While the finance sector has seen material productivity gains in recent decades, the rest of the economy hasn’t. Due to a lack of investment capital and technical skills, Britain’s economy is the least productive in Western Europe. It’s also highly unequal.
Inequality peaked in the early 1990s, and hasn’t come down much since then. Today, the country’s richest 1 percent take home 13% of all income generated, and own a staggering 21% of all the country’s wealth.
Danny Dorling provides a (slightly too) sprawling narrative, giving readers the raw data to process the sometimes vague – and poorly articulated – sense that British society has gone badly wrong.

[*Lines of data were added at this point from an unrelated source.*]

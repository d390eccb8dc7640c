//! MCP server construction and stdio serving.

use std::sync::Arc;

use miette::Diagnostic;
use rmcp::{ServiceExt, transport::stdio};
use thiserror::Error;
use tracing::info;

use crate::backend::{BackendError, HttpJobBackend, JobBackend};
use crate::config::Settings;
use crate::coverage::ProfileError;

use super::server::McpServer;

#[derive(Error, Diagnostic, Debug)]
pub enum ServeError {
    #[error(transparent)]
    #[diagnostic(transparent)]
    Backend(#[from] BackendError),

    #[error(transparent)]
    #[diagnostic(transparent)]
    Profiles(#[from] ProfileError),

    #[error("MCP transport error: {message}")]
    #[diagnostic(code(qbank::mcp::transport))]
    Transport { message: String },
}

/// Build a server for an arbitrary backend from resolved settings.
pub fn create_mcp_server<B: JobBackend + 'static>(
    backend: Arc<B>,
    settings: &Settings,
) -> Result<McpServer<B>, ServeError> {
    let profiles = settings.load_profiles()?;
    let orchestrator = settings.build_orchestrator(Arc::clone(&backend));

    Ok(McpServer::new(
        backend,
        orchestrator,
        settings.output_sink(),
        settings.poll,
        profiles,
    ))
}

/// Build the production server talking HTTP to the configured backend.
pub fn build_server(settings: &Settings) -> Result<McpServer<HttpJobBackend>, ServeError> {
    let backend = settings.build_backend()?;
    create_mcp_server(Arc::new(backend), settings)
}

/// Serve over stdin/stdout until the client disconnects.
pub async fn serve_stdio<B: JobBackend + 'static>(server: McpServer<B>) -> Result<(), ServeError> {
    info!("starting MCP server on stdio");
    let service = server
        .serve(stdio())
        .await
        .map_err(|e| ServeError::Transport {
            message: e.to_string(),
        })?;
    service.waiting().await.map_err(|e| ServeError::Transport {
        message: e.to_string(),
    })?;
    info!("MCP client disconnected");
    Ok(())
}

Once housing costs are paid, for instance, the average household in Britain is less prosperous than the median in every large European country. At the same time, Britain has never had as much housing as we do today.
Dorling excoriates the negative effects of free-markets. In Sweden, private-sector rent levels are set by national-level negotiation, not individual bargaining. As in France, rent control is a key feature of the German housing market. Rent controls in the UK were revoked in 1989.
He examines other features of British society, like education and labour markets, and concludes that socio-economic indicators are heading downhill in Britain, “market forces plus weak regulation is running into trouble as a policy formula.”
The central tenet of neoliberal politics has always been that dismantling the state and outsourcing its running to private companies will lead to better outcomes for all. Approaching their diagnoses from different perspectives, both authors disagree with that conclusion.